* _Problem details_
For every record here, output an exact copy.

(Given entries Opens)

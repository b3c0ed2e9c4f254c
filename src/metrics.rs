//! Prometheus metrics for the lifecycle controller
//!
//! # Exported metrics
//! The `/metrics` endpoint exports the following series:
//! - `lifecycle_terminating_instances_count` (gauge): events in the work queue.
//! - `lifecycle_draining_instances_count` (gauge): node drains in progress.
//! - `lifecycle_deregistering_instances_count` (gauge): deregistrations in progress.
//! - `lifecycle_active_tasks` (gauge): alive runtime tasks, sampled by the poller.
//! - `lifecycle_successful_events_total` / `lifecycle_failed_events_total` /
//!   `lifecycle_rejected_events_total` (counters): terminal event outcomes.
//! - `lifecycle_successful_node_drain_total` / `lifecycle_failed_node_drain_total`
//!   (counters): drain stage outcomes.
//! - `lifecycle_successful_lb_deregister_total` / `lifecycle_failed_lb_deregister_total`
//!   (counters): deregistration stage outcomes.
//! - `lifecycle_average_duration_seconds` (gauge): smoothed event latency.

use std::net::SocketAddr;
use std::sync::atomic::AtomicU64;

use axum::{routing::get, Router};
use once_cell::sync::Lazy;
use prometheus_client::metrics::counter::Counter;
use prometheus_client::metrics::gauge::Gauge;
use prometheus_client::registry::Registry;
use tracing::info;

use crate::error::Result;

/// Gauge tracking events currently in the work queue
pub static TERMINATING_INSTANCES: Lazy<Gauge> = Lazy::new(Gauge::default);

/// Gauge tracking node drains in progress
pub static DRAINING_INSTANCES: Lazy<Gauge> = Lazy::new(Gauge::default);

/// Gauge tracking load balancer deregistrations in progress
pub static DEREGISTERING_INSTANCES: Lazy<Gauge> = Lazy::new(Gauge::default);

/// Gauge tracking alive runtime tasks
pub static ACTIVE_TASKS: Lazy<Gauge> = Lazy::new(Gauge::default);

/// Counter tracking successfully completed events
pub static SUCCESSFUL_EVENTS_TOTAL: Lazy<Counter> = Lazy::new(Counter::default);

/// Counter tracking failed events
pub static FAILED_EVENTS_TOTAL: Lazy<Counter> = Lazy::new(Counter::default);

/// Counter tracking rejected messages
pub static REJECTED_EVENTS_TOTAL: Lazy<Counter> = Lazy::new(Counter::default);

/// Counter tracking successful node drains
pub static SUCCESSFUL_NODE_DRAIN_TOTAL: Lazy<Counter> = Lazy::new(Counter::default);

/// Counter tracking failed node drains
pub static FAILED_NODE_DRAIN_TOTAL: Lazy<Counter> = Lazy::new(Counter::default);

/// Counter tracking successful deregistration runs
pub static SUCCESSFUL_LB_DEREGISTER_TOTAL: Lazy<Counter> = Lazy::new(Counter::default);

/// Counter tracking failed deregistration runs
pub static FAILED_LB_DEREGISTER_TOTAL: Lazy<Counter> = Lazy::new(Counter::default);

/// Gauge tracking the smoothed event processing latency in seconds
pub static AVERAGE_DURATION_SECONDS: Lazy<Gauge<f64, AtomicU64>> = Lazy::new(Gauge::default);

/// Global metrics registry
pub static REGISTRY: Lazy<Registry> = Lazy::new(|| {
    let mut registry = Registry::default();
    registry.register(
        "lifecycle_terminating_instances_count",
        "Events currently in the work queue",
        TERMINATING_INSTANCES.clone(),
    );
    registry.register(
        "lifecycle_draining_instances_count",
        "Node drains in progress",
        DRAINING_INSTANCES.clone(),
    );
    registry.register(
        "lifecycle_deregistering_instances_count",
        "Load balancer deregistrations in progress",
        DEREGISTERING_INSTANCES.clone(),
    );
    registry.register(
        "lifecycle_active_tasks",
        "Alive runtime tasks",
        ACTIVE_TASKS.clone(),
    );
    registry.register(
        "lifecycle_successful_events",
        "Successfully completed events",
        SUCCESSFUL_EVENTS_TOTAL.clone(),
    );
    registry.register(
        "lifecycle_failed_events",
        "Failed events",
        FAILED_EVENTS_TOTAL.clone(),
    );
    registry.register(
        "lifecycle_rejected_events",
        "Rejected messages",
        REJECTED_EVENTS_TOTAL.clone(),
    );
    registry.register(
        "lifecycle_successful_node_drain",
        "Successful node drains",
        SUCCESSFUL_NODE_DRAIN_TOTAL.clone(),
    );
    registry.register(
        "lifecycle_failed_node_drain",
        "Failed node drains",
        FAILED_NODE_DRAIN_TOTAL.clone(),
    );
    registry.register(
        "lifecycle_successful_lb_deregister",
        "Successful deregistration runs",
        SUCCESSFUL_LB_DEREGISTER_TOTAL.clone(),
    );
    registry.register(
        "lifecycle_failed_lb_deregister",
        "Failed deregistration runs",
        FAILED_LB_DEREGISTER_TOTAL.clone(),
    );
    registry.register(
        "lifecycle_average_duration_seconds",
        "Smoothed event processing latency in seconds",
        AVERAGE_DURATION_SECONDS.clone(),
    );
    registry
});

async fn metrics_handler() -> String {
    use prometheus_client::encoding::text::encode;
    let mut buffer = String::new();
    // encoding into a String cannot fail
    let _ = encode(&mut buffer, &REGISTRY);
    buffer
}

async fn health_handler() -> &'static str {
    "ok"
}

/// Serve the metrics and health endpoints
pub async fn serve(port: u16) -> Result<()> {
    let app = Router::new()
        .route("/metrics", get(metrics_handler))
        .route("/health", get(health_handler));
    let addr = SocketAddr::from(([0, 0, 0, 0], port));
    info!(%addr, "starting metrics server");
    let listener = tokio::net::TcpListener::bind(addr).await?;
    axum::serve(listener, app).await?;
    Ok(())
}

(Given entries Closes)

* _Your response_
repository b3c0ed2e9c4f254c
filename src/metrics.rs
//! Prometheus metrics for the lifecycle controller
//!
//! # Exported metrics
//! The `/metrics` endpoint exports the following series:
//! - `lifecycle_terminating_instances_count` (gauge): events in the work queue.
//! - `lifecycle_draining_instances_count` (gauge): node drains in progress.
//! - `lifecycle_deregistering_instances_count` (gauge): deregistrations in progress.
//! - `lifecycle_active_tasks` (gauge): alive runtime tasks, sampled by the poller.
//! - `lifecycle_successful_events_total` / `lifecycle_failed_events_total` /
//!   `lifecycle_rejected_events_total` (counters): terminal event outcomes.
//! - `lifecycle_successful_node_drain_total` / `lifecycle_failed_node_drain_total`
//!   (counters): drain stage outcomes.
//! - `lifecycle_successful_lb_deregister_total` / `lifecycle_failed_lb_deregister_total`
//!   (counters): deregistration stage outcomes.
//! - `lifecycle_average_duration_seconds` (gauge): smoothed event latency.

use std::net::SocketAddr;
use std::sync::atomic::AtomicU64;

use axum::{routing::get, Router};
use once_cell::sync::Lazy;
use prometheus_client::metrics::counter::Counter;
use prometheus_client::metrics::gauge::Gauge;
use prometheus_client::registry::Registry;
use tracing::info;

use crate::error::Result;

/// Gauge tracking events currently in the work queue
pub static TERMINATING_INSTANCES: Lazy<Gauge> = Lazy::new(Gauge::default);

/// Gauge tracking node drains in progress
pub static DRAINING_INSTANCES: Lazy<Gauge> = Lazy::new(Gauge::default);

/// Gauge tracking load balancer deregistrations in progress
pub static DEREGISTERING_INSTANCES: Lazy<Gauge> = Lazy::new(Gauge::default);

/// Gauge tracking alive runtime tasks
pub static ACTIVE_TASKS: Lazy<Gauge> = Lazy::new(Gauge::default);

/// Counter tracking successfully completed events
pub static SUCCESSFUL_EVENTS_TOTAL: Lazy<Counter> = Lazy::new(Counter::default);

/// Counter tracking failed events
pub static FAILED_EVENTS_TOTAL: Lazy<Counter> = Lazy::new(Counter::default);

/// Counter tracking rejected messages
pub static REJECTED_EVENTS_TOTAL: Lazy<Counter> = Lazy::new(Counter::default);

/// Counter tracking successful node drains
pub static SUCCESSFUL_NODE_DRAIN_TOTAL: Lazy<Counter> = Lazy::new(Counter::default);

/// Counter tracking failed node drains
pub static FAILED_NODE_DRAIN_TOTAL: Lazy<Counter> = Lazy::new(Counter::default);

/// Counter tracking successful deregistration runs
pub static SUCCESSFUL_LB_DEREGISTER_TOTAL: Lazy<Counter> = Lazy::new(Counter::default);

/// Counter tracking failed deregistration runs
pub static FAILED_LB_DEREGISTER_TOTAL: Lazy<Counter> = Lazy::new(Counter::default);

/// Gauge tracking the smoothed event processing latency in seconds
pub static AVERAGE_DURATION_SECONDS: Lazy<Gauge<f64, AtomicU64>> = Lazy::new(Gauge::default);

/// Global metrics registry
pub static REGISTRY: Lazy<Registry> = Lazy::new(|| {
    let mut registry = Registry::default();
    registry.register(
        "lifecycle_terminating_instances_count",
        "Events currently in the work queue",
        TERMINATING_INSTANCES.clone(),
    );
    registry.register(
        "lifecycle_draining_instances_count",
        "Node drains in progress",
        DRAINING_INSTANCES.clone(),
    );
    registry.register(
        "lifecycle_deregistering_instances_count",
        "Load balancer deregistrations in progress",
        DEREGISTERING_INSTANCES.clone(),
    );
    registry.register(
        "lifecycle_active_tasks",
        "Alive runtime tasks",
        ACTIVE_TASKS.clone(),
    );
    registry.register(
        "lifecycle_successful_events",
        "Successfully completed events",
        SUCCESSFUL_EVENTS_TOTAL.clone(),
    );
    registry.register(
        "lifecycle_failed_events",
        "Failed events",
        FAILED_EVENTS_TOTAL.clone(),
    );
    registry.register(
        "lifecycle_rejected_events",
        "Rejected messages",
        REJECTED_EVENTS_TOTAL.clone(),
    );
    registry.register(
        "lifecycle_successful_node_drain",
        "Successful node drains",
        SUCCESSFUL_NODE_DRAIN_TOTAL.clone(),
    );
    registry.register(
        "lifecycle_failed_node_drain",
        "Failed node drains",
        FAILED_NODE_DRAIN_TOTAL.clone(),
    );
    registry.register(
        "lifecycle_successful_lb_deregister",
        "Successful deregistration runs",
        SUCCESSFUL_LB_DEREGISTER_TOTAL.clone(),
    );
    registry.register(
        "lifecycle_failed_lb_deregister",
        "Failed deregistration runs",
        FAILED_LB_DEREGISTER_TOTAL.clone(),
    );
    registry.register(
        "lifecycle_average_duration_seconds",
        "Smoothed event processing latency in seconds",
        AVERAGE_DURATION_SECONDS.clone(),
    );
    registry
});

async fn metrics_handler() -> String {
    use prometheus_client::encoding::text::encode;
    let mut buffer = String::new();
    // encoding into a String cannot fail
    let _ = encode(&mut buffer, &REGISTRY);
    buffer
}

async fn health_handler() -> &'static str {
    "ok"
}

/// Serve the metrics and health endpoints
pub async fn serve(port: u16) -> Result<()> {
    let app = Router::new()
        .route("/metrics", get(metrics_handler))
        .route("/health", get(health_handler));
    let addr = SocketAddr::from(([0, 0, 0, 0], port));
    info!(%addr, "starting metrics server");
    let listener = tokio::net::TcpListener::bind(addr).await?;
    axum::serve(listener, app).await?;
    Ok(())
}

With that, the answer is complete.